## TASK INSTRUCTIONS
Give again, exactly as written, each line of the material below starting at the line that contains "products.sort_by_key(|p| p.id);" and ending at the line that contains "p.stock >= quantity)". Both ends count, and no other line does.

Segment Start: DATA UNDER STUDY

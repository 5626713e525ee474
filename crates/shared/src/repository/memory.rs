//! In-process store backing the same repository and unit-of-work traits as
//! Postgres. A unit of work holds the store lock for its whole lifetime and
//! edits a private copy of the state, so transactions are serialized and
//! either land completely on commit or not at all.

use crate::{
    abstract_trait::{
        OrderQueryRepositoryTrait, ProductCommandRepositoryTrait, ProductQueryRepositoryTrait,
        TransactionRunnerTrait, UnitOfWorkTrait, UserCommandRepositoryTrait,
        UserQueryRepositoryTrait,
    },
    domain::requests::{
        CreateOrderItemRecordRequest, CreateOrderRecordRequest, CreateProductRequest,
        CreateUserRecordRequest, UpdateProductRequest,
    },
    errors::RepositoryError,
    model::{Order, OrderDetails, OrderItem, OrderLineDetails, Product, User},
};
use async_trait::async_trait;
use chrono::Utc;
use std::{cmp::Reverse, sync::Arc};
use tokio::sync::{Mutex, OwnedMutexGuard};
use uuid::Uuid;

#[derive(Debug, Clone, Default)]
struct MemoryState {
    users: Vec<User>,
    products: Vec<Product>,
    // insertion order doubles as the tie-breaker for equal timestamps
    orders: Vec<Order>,
    order_items: Vec<OrderItem>,
}

impl MemoryState {
    fn product_mut(&mut self, id: Uuid) -> Option<&mut Product> {
        self.products.iter_mut().find(|p| p.id == id)
    }

    fn details(&self, order: &Order) -> Result<OrderDetails, RepositoryError> {
        let mut items: Vec<&OrderItem> = self
            .order_items
            .iter()
            .filter(|item| item.order_id == order.id)
            .collect();
        items.sort_by_key(|item| item.line_no);

        let lines = items
            .into_iter()
            .map(|item| {
                let product = self
                    .products
                    .iter()
                    .find(|p| p.id == item.product_id)
                    .cloned()
                    .ok_or_else(|| {
                        RepositoryError::Custom(format!(
                            "order item {} references missing product {}",
                            item.id, item.product_id
                        ))
                    })?;
                Ok(OrderLineDetails {
                    item: item.clone(),
                    product,
                })
            })
            .collect::<Result<Vec<_>, RepositoryError>>()?;

        Ok(OrderDetails {
            order: order.clone(),
            lines,
        })
    }
}

#[derive(Clone, Default)]
pub struct MemoryStore {
    state: Arc<Mutex<MemoryState>>,
}

impl std::fmt::Debug for MemoryStore {
    fn fmt(&self, f: &mut std::fmt::Formatter<'_>) -> std::fmt::Result {
        f.debug_struct("MemoryStore").finish_non_exhaustive()
    }
}

impl MemoryStore {
    pub fn new() -> Self {
        Self::default()
    }

    /// Inserts an active product and returns it.
    pub async fn seed_product(
        &self,
        name: &str,
        price_cents: i64,
        currency: &str,
        stock: i32,
    ) -> Product {
        let now = Utc::now();
        let product = Product {
            id: Uuid::new_v4(),
            name: name.to_string(),
            description: None,
            price_cents,
            currency: currency.to_string(),
            stock,
            active: true,
            created_at: now,
            updated_at: now,
        };
        self.state.lock().await.products.push(product.clone());
        product
    }

    pub async fn product(&self, id: Uuid) -> Option<Product> {
        self.state
            .lock()
            .await
            .products
            .iter()
            .find(|p| p.id == id)
            .cloned()
    }

    pub async fn order_count(&self) -> usize {
        self.state.lock().await.orders.len()
    }

    pub async fn order_item_count(&self) -> usize {
        self.state.lock().await.order_items.len()
    }
}

#[async_trait]
impl UserQueryRepositoryTrait for MemoryStore {
    async fn find_by_id(&self, id: Uuid) -> Result<Option<User>, RepositoryError> {
        let state = self.state.lock().await;
        Ok(state.users.iter().find(|u| u.id == id).cloned())
    }

    async fn find_by_email(&self, email: &str) -> Result<Option<User>, RepositoryError> {
        let state = self.state.lock().await;
        Ok(state.users.iter().find(|u| u.email == email).cloned())
    }
}

#[async_trait]
impl UserCommandRepositoryTrait for MemoryStore {
    async fn create_user(&self, req: &CreateUserRecordRequest) -> Result<User, RepositoryError> {
        let mut state = self.state.lock().await;
        if state.users.iter().any(|u| u.email == req.email) {
            return Err(RepositoryError::AlreadyExists(format!(
                "user with email {} already exists",
                req.email
            )));
        }

        let now = Utc::now();
        let user = User {
            id: Uuid::new_v4(),
            email: req.email.clone(),
            password_hash: req.password_hash.clone(),
            role: req.role.as_str().to_string(),
            created_at: now,
            updated_at: now,
        };
        state.users.push(user.clone());
        Ok(user)
    }
}

#[async_trait]
impl ProductQueryRepositoryTrait for MemoryStore {
    async fn find_active(&self) -> Result<Vec<Product>, RepositoryError> {
        let state = self.state.lock().await;
        let mut products: Vec<(usize, Product)> = state
            .products
            .iter()
            .cloned()
            .enumerate()
            .filter(|(_, p)| p.active)
            .collect();
        products.sort_by_key(|(idx, p)| (Reverse(p.created_at), Reverse(*idx)));
        Ok(products.into_iter().map(|(_, p)| p).collect())
    }

    async fn find_by_id(&self, id: Uuid) -> Result<Option<Product>, RepositoryError> {
        let state = self.state.lock().await;
        Ok(state.products.iter().find(|p| p.id == id).cloned())
    }
}

#[async_trait]
impl ProductCommandRepositoryTrait for MemoryStore {
    async fn create_product(&self, req: &CreateProductRequest) -> Result<Product, RepositoryError> {
        let now = Utc::now();
        let product = Product {
            id: Uuid::new_v4(),
            name: req.name.clone(),
            description: req.description.clone(),
            price_cents: req.price_cents,
            currency: req.currency.clone(),
            stock: req.stock,
            active: req.active.unwrap_or(true),
            created_at: now,
            updated_at: now,
        };
        self.state.lock().await.products.push(product.clone());
        Ok(product)
    }

    async fn update_product(
        &self,
        id: Uuid,
        req: &UpdateProductRequest,
    ) -> Result<Option<Product>, RepositoryError> {
        let mut state = self.state.lock().await;
        let Some(product) = state.product_mut(id) else {
            return Ok(None);
        };

        if let Some(name) = &req.name {
            product.name = name.clone();
        }
        if let Some(description) = &req.description {
            product.description = description.clone();
        }
        if let Some(price_cents) = req.price_cents {
            product.price_cents = price_cents;
        }
        if let Some(currency) = &req.currency {
            product.currency = currency.clone();
        }
        if let Some(stock) = req.stock {
            product.stock = stock;
        }
        if let Some(active) = req.active {
            product.active = active;
        }
        product.updated_at = Utc::now();

        Ok(Some(product.clone()))
    }

    async fn deactivate_product(&self, id: Uuid) -> Result<Option<Product>, RepositoryError> {
        let mut state = self.state.lock().await;
        Ok(state.product_mut(id).map(|product| {
            product.active = false;
            product.updated_at = Utc::now();
            product.clone()
        }))
    }
}

#[async_trait]
impl OrderQueryRepositoryTrait for MemoryStore {
    async fn find_by_user(&self, user_id: Uuid) -> Result<Vec<OrderDetails>, RepositoryError> {
        let state = self.state.lock().await;
        let mut orders: Vec<(usize, &Order)> = state
            .orders
            .iter()
            .enumerate()
            .filter(|(_, o)| o.user_id == user_id)
            .collect();
        orders.sort_by_key(|(idx, o)| (Reverse(o.created_at), Reverse(*idx)));

        orders
            .into_iter()
            .map(|(_, order)| state.details(order))
            .collect()
    }
}

#[async_trait]
impl TransactionRunnerTrait for MemoryStore {
    async fn begin(&self) -> Result<Box<dyn UnitOfWorkTrait>, RepositoryError> {
        let guard = self.state.clone().lock_owned().await;
        let staged = guard.clone();
        Ok(Box::new(MemoryUnitOfWork { guard, staged }))
    }
}

struct MemoryUnitOfWork {
    guard: OwnedMutexGuard<MemoryState>,
    staged: MemoryState,
}

#[async_trait]
impl UnitOfWorkTrait for MemoryUnitOfWork {
    async fn find_active_products(
        &mut self,
        ids: &[Uuid],
    ) -> Result<Vec<Product>, RepositoryError> {
        let mut products: Vec<Product> = self
            .staged
            .products
            .iter()
            .filter(|p| p.active && ids.contains(&p.id))
            .cloned()
            .collect();
        products.sort_by_key(|p| p.id);
        Ok(products)
    }

    async fn decrement_stock(
        &mut self,
        product_id: Uuid,
        quantity: i32,
    ) -> Result<Option<Product>, RepositoryError> {
        Ok(self
            .staged
            .product_mut(product_id)
            .filter(|p| p.active && p.stock >= quantity)
            .map(|p| {
                p.stock -= quantity;
                p.updated_at = Utc::now();
                p.clone()
            }))
    }

    async fn create_order(
        &mut self,
        req: &CreateOrderRecordRequest,
    ) -> Result<Order, RepositoryError> {
        if !self.staged.users.iter().any(|u| u.id == req.user_id) {
            return Err(RepositoryError::ForeignKey(format!(
                "user {} does not exist",
                req.user_id
            )));
        }

        let order = Order {
            id: Uuid::new_v4(),
            user_id: req.user_id,
            total_cents: req.total_cents,
            currency: req.currency.clone(),
            created_at: Utc::now(),
        };
        self.staged.orders.push(order.clone());
        Ok(order)
    }

    async fn create_order_item(
        &mut self,
        req: &CreateOrderItemRecordRequest,
    ) -> Result<OrderItem, RepositoryError> {
        let duplicate_line = self
            .staged
            .order_items
            .iter()
            .any(|i| i.order_id == req.order_id && i.line_no == req.line_no);
        if duplicate_line {
            return Err(RepositoryError::AlreadyExists(format!(
                "order {} already has line {}",
                req.order_id, req.line_no
            )));
        }

        let item = OrderItem {
            id: Uuid::new_v4(),
            order_id: req.order_id,
            line_no: req.line_no,
            product_id: req.product_id,
            quantity: req.quantity,
            unit_price_cents: req.unit_price_cents,
        };
        self.staged.order_items.push(item.clone());
        Ok(item)
    }

    async fn find_order_details(
        &mut self,
        order_id: Uuid,
    ) -> Result<Option<OrderDetails>, RepositoryError> {
        self.staged
            .orders
            .iter()
            .find(|o| o.id == order_id)
            .map(|order| self.staged.details(order))
            .transpose()
    }

    async fn commit(self: Box<Self>) -> Result<(), RepositoryError> {
        let MemoryUnitOfWork { mut guard, staged } = *self;
        *guard = staged;
        Ok(())
    }

    async fn rollback(self: Box<Self>) -> Result<(), RepositoryError> {
        Ok(())
    }
}

#[cfg(test)]
mod tests {
    use super::*;

    #[tokio::test]
    async fn uncommitted_work_is_discarded() {
        let store = MemoryStore::new();
        let product = store.seed_product("Mug", 500, "USD", 10).await;

        let mut uow = store.begin().await.unwrap();
        uow.decrement_stock(product.id, 4).await.unwrap();
        uow.rollback().await.unwrap();

        assert_eq!(store.product(product.id).await.unwrap().stock, 10);
    }

    #[tokio::test]
    async fn dropped_work_is_discarded() {
        let store = MemoryStore::new();
        let product = store.seed_product("Mug", 500, "USD", 10).await;

        {
            let mut uow = store.begin().await.unwrap();
            uow.decrement_stock(product.id, 4).await.unwrap();
        }

        assert_eq!(store.product(product.id).await.unwrap().stock, 10);
    }

    #[tokio::test]
    async fn committed_work_is_visible() {
        let store = MemoryStore::new();
        let product = store.seed_product("Mug", 500, "USD", 10).await;

        let mut uow = store.begin().await.unwrap();
        let updated = uow.decrement_stock(product.id, 4).await.unwrap();
        assert_eq!(updated.map(|p| p.stock), Some(6));
        uow.commit().await.unwrap();

        assert_eq!(store.product(product.id).await.unwrap().stock, 6);
    }

    #[tokio::test]
    async fn decrement_refuses_to_go_negative() {
        let store = MemoryStore::new();
        let product = store.seed_product("Mug", 500, "USD", 3).await;

        let mut uow = store.begin().await.unwrap();
        assert!(uow.decrement_stock(product.id, 4).await.unwrap().is_none());
        assert!(uow.decrement_stock(product.id, 3).await.unwrap().is_some());
        assert!(uow.decrement_stock(product.id, 1).await.unwrap().is_none());
    }

    #[tokio::test]
    async fn find_active_products_skips_inactive_and_unknown_ids() {
        let store = MemoryStore::new();
        let active = store.seed_product("A", 100, "USD", 1).await;
        let inactive = store.seed_product("B", 100, "USD", 1).await;
        store.deactivate_product(inactive.id).await.unwrap();

        let mut uow = store.begin().await.unwrap();
        let found = uow
            .find_active_products(&[active.id, inactive.id, Uuid::new_v4()])
            .await
            .unwrap();

        assert_eq!(found.len(), 1);
        assert_eq!(found[0].id, active.id);
    }
}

Segment End: DATA UNDER STUDY

## ANSWER TO THIS PROBLEM
        products.sort_by_key(|p| p.id);
        Ok(products)
    }

    async fn decrement_stock(
        &mut self,
        product_id: Uuid,
        quantity: i32,
    ) -> Result<Option<Product>, RepositoryError> {
        Ok(self
            .staged
            .product_mut(product_id)
            .filter(|p| p.active && p.stock >= quantity)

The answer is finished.